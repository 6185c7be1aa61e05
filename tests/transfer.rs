mod util;
use util::*;

use dpf_client::file_transfer::{download_dir, download_file, list_server_dir, server_tmp_dir, upload_dir, upload_file};
use dpf_client::prelude::*;
use dpf_client::progress::{ProgressRecord, ProgressRecorder};
use proptest::prelude::*;
use rand::Rng;
use std::fs;

#[test]
fn chunked_upload_reports_progress_per_chunk() {
    // 64-byte chunks hold 16 ints
    let (_engine, srv) = engine_with_chunks(64, 10);
    let ids: Vec<i32> = (1..=1000).collect();
    let s = Scoping::new(Some(Location::Nodal), Some(&srv)).unwrap();
    let mut rec = ProgressRecorder::new();
    {
        let mut opts = TransferOptions::new().with_progress(&mut rec);
        s.set_ids_with(&ids, &mut opts).unwrap();
    }
    assert_eq!(rec.records.first(), Some(&ProgressRecord::Start(Some(1000))));
    assert_eq!(rec.updates(), 63);
    assert_eq!(rec.last(), Some(1000));
    assert!(rec.finished());
    assert_eq!(s.ids().unwrap(), ids);
}

#[test]
fn chunked_download_reports_progress_per_chunk() {
    let (_engine, srv) = engine_with_chunks(64, 10);
    let values: Vec<f64> = (0..100).map(f64::from).collect();
    let ids: Vec<i32> = (1..=100).collect();
    let f = scalar_field(&srv, &ids, &values);
    let mut rec = ProgressRecorder::new();
    let got = {
        let mut opts = TransferOptions::new().with_progress(&mut rec);
        f.data_with(&mut opts).unwrap()
    };
    assert_eq!(got, values);
    // 64-byte chunks hold 8 doubles
    assert_eq!(rec.updates(), 13);
    assert_eq!(rec.last(), Some(100));
    assert!(rec.finished());
}

#[test]
fn small_transfers_stay_silent() {
    let (_engine, srv) = engine_with_chunks(64, 10);
    let s = Scoping::new(None, Some(&srv)).unwrap();
    let mut rec = ProgressRecorder::new();
    {
        let mut opts = TransferOptions::new().with_progress(&mut rec);
        s.set_ids_with(&[1, 2, 3], &mut opts).unwrap();
    }
    assert!(rec.records.is_empty());
}

#[test]
fn empty_arrays_transfer() {
    let (_engine, srv) = engine_with_chunks(64, 0);
    let s = Scoping::new(None, Some(&srv)).unwrap();
    s.set_ids(&[]).unwrap();
    assert!(s.ids().unwrap().is_empty());
    let f = Field::scalar(0, Location::Nodal, Some(&srv)).unwrap();
    f.set_data(&[]).unwrap();
    assert!(f.data().unwrap().is_empty());
}

#[test]
fn cancelled_upload_leaves_object_unchanged() {
    let (_engine, srv) = engine_with_chunks(64, 10);
    let s = scoping(&srv, &[1, 2, 3]);
    let token = CancelToken::new();
    token.cancel();
    let ids: Vec<i32> = (1..=500).collect();
    let err = s
        .set_ids_with(&ids, &mut TransferOptions::new().with_cancel(token))
        .unwrap_err();
    assert!(err.is_cancelled(), "{err}");
    assert_eq!(s.ids().unwrap(), vec![1, 2, 3]);
}

#[test]
fn cancelled_download_returns_nothing_and_connection_recovers() {
    let (_engine, srv) = engine_with_chunks(64, 10);
    let ids: Vec<i32> = (1..=500).collect();
    let s = scoping(&srv, &ids);
    let token = CancelToken::new();
    token.cancel();
    let err = s
        .ids_with(&mut TransferOptions::new().with_cancel(token))
        .unwrap_err();
    assert!(err.is_cancelled());
    assert_eq!(s.size().unwrap(), 500);
    assert_eq!(s.ids().unwrap(), ids);
}

#[test]
fn string_field_keeps_empty_strings() {
    let (_engine, srv) = engine_with_chunks(16, 0);
    let f = StringField::new(3, Location::Nodal, Some(&srv)).unwrap();
    f.set_scoping(&scoping(&srv, &[10, 20, 30])).unwrap();
    f.set_data(&["alpha", "a much longer value than one chunk", ""]).unwrap();
    assert_eq!(
        f.data().unwrap(),
        vec!["alpha".to_string(), "a much longer value than one chunk".to_string(), String::new()]
    );
    assert_eq!(f.entity_data_by_id(30).unwrap(), vec![String::new()]);
    assert_eq!(f.entity_data(0).unwrap(), vec!["alpha".to_string()]);
}

#[test]
fn custom_type_field_carries_opaque_records() {
    let (_engine, srv) = engine_with_chunks(40, 0);
    let mut rng = rand::thread_rng();
    let values: Vec<[f32; 3]> = (0..4).map(|_| [rng.r#gen(), rng.r#gen(), rng.r#gen()]).collect();

    let f = CustomTypeField::new::<[f32; 3]>(4, Location::Nodal, Some(&srv)).unwrap();
    f.set_scoping(&scoping(&srv, &[1, 2, 3, 4])).unwrap();
    f.set_data(&values).unwrap();
    assert_eq!(f.unitary_size().unwrap(), 12);
    assert_eq!(f.data::<[f32; 3]>().unwrap(), values);
    assert_eq!(f.entity_data::<[f32; 3]>(2).unwrap(), vec![values[2]]);
    assert_eq!(f.data_bytes().unwrap().len(), 48);
    assert!(matches!(f.data::<u64>(), Err(DpfError::TypeMismatch(_))));
    assert!(matches!(f.set_data_bytes(&[0u8; 13]), Err(DpfError::InvalidArgument(_))));
}

#[test]
fn file_upload_then_download_is_byte_exact() {
    let (_engine, srv) = engine_with_chunks(256, 0);
    let dir = tempfile::tempdir().unwrap();
    let mut bytes = vec![0u8; 3000];
    rand::thread_rng().fill(&mut bytes[..]);
    let local = dir.path().join("model.rst");
    fs::write(&local, &bytes).unwrap();

    let remote = upload_file(&local, "inputs/model.rst", true, Some(&srv)).unwrap();
    let tmp = server_tmp_dir(Some(&srv)).unwrap();
    assert!(remote.starts_with(&tmp));
    assert!(remote.ends_with("inputs/model.rst"));

    let back = dir.path().join("out").join("model.rst");
    download_file(&remote, &back, Some(&srv)).unwrap();
    assert_eq!(fs::read(&back).unwrap(), bytes);
}

#[test]
fn directories_keep_their_layout() {
    let (_engine, srv) = engine_and_server();
    let src = tempfile::tempdir().unwrap();
    fs::create_dir_all(src.path().join("sub")).unwrap();
    fs::write(src.path().join("a.txt"), b"first").unwrap();
    fs::write(src.path().join("sub").join("b.txt"), b"second").unwrap();

    let uploaded = upload_dir(src.path(), "/results", false, Some(&srv)).unwrap();
    assert_eq!(uploaded, vec!["/results/a.txt", "/results/sub/b.txt"]);
    assert_eq!(list_server_dir("/results", Some(&srv)).unwrap(), vec!["a.txt", "sub/b.txt"]);

    let dst = tempfile::tempdir().unwrap();
    let files = download_dir("/results", dst.path(), Some(&srv)).unwrap();
    assert_eq!(files.len(), 2);
    assert_eq!(fs::read(dst.path().join("sub").join("b.txt")).unwrap(), b"second");
}

#[test]
fn missing_server_file_is_not_found() {
    let (_engine, srv) = engine_and_server();
    let dir = tempfile::tempdir().unwrap();
    let err = download_file("/nowhere/x.rst", &dir.path().join("x.rst"), Some(&srv)).unwrap_err();
    assert!(err.is_not_found(), "{err}");
}

proptest! {
    #![proptest_config(ProptestConfig::with_cases(24))]

    #[test]
    fn index_and_id_lookups_are_inverse(ids in proptest::collection::btree_set(any::<i32>(), 1..200)) {
        let (_engine, srv) = engine_with_chunks(128, usize::MAX);
        let ids: Vec<i32> = ids.into_iter().rev().collect();
        let s = scoping(&srv, &ids);
        prop_assert_eq!(s.size().unwrap(), ids.len());
        for (i, id) in ids.iter().enumerate().step_by(17) {
            prop_assert_eq!(s.id_by_index(i).unwrap(), *id);
            prop_assert_eq!(s.index_by_id(*id).unwrap(), i as i32);
        }
    }
}

#[test]
fn fixed_width_fields_need_complete_data() {
    let (_engine, srv) = engine_and_server();
    let f = Field::vector(2, 3, Location::Nodal, Some(&srv)).unwrap();
    f.set_scoping(&scoping(&srv, &[10, 20])).unwrap();
    f.set_data(&[1.0, 2.0, 3.0]).unwrap();
    assert!(f.data_pointer().unwrap().is_none());
    assert!(matches!(f.entity_data(1), Err(DpfError::InvariantViolation(_))));

    f.set_data(&[1.0, 2.0, 3.0, 4.0, 5.0, 6.0]).unwrap();
    assert_eq!(f.data().unwrap().len(), f.size().unwrap() * f.n_components().unwrap());
    assert_eq!(f.entity_data(1).unwrap(), vec![4.0, 5.0, 6.0]);
    assert_eq!(f.entity_data_by_id(10).unwrap(), vec![1.0, 2.0, 3.0]);
}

TASK PROMPT » Please show every line above that includes the word "files".

EXPECTED ANSWER »
    let files = download_dir("/results", dst.path(), Some(&srv)).unwrap();
    assert_eq!(files.len(), 2);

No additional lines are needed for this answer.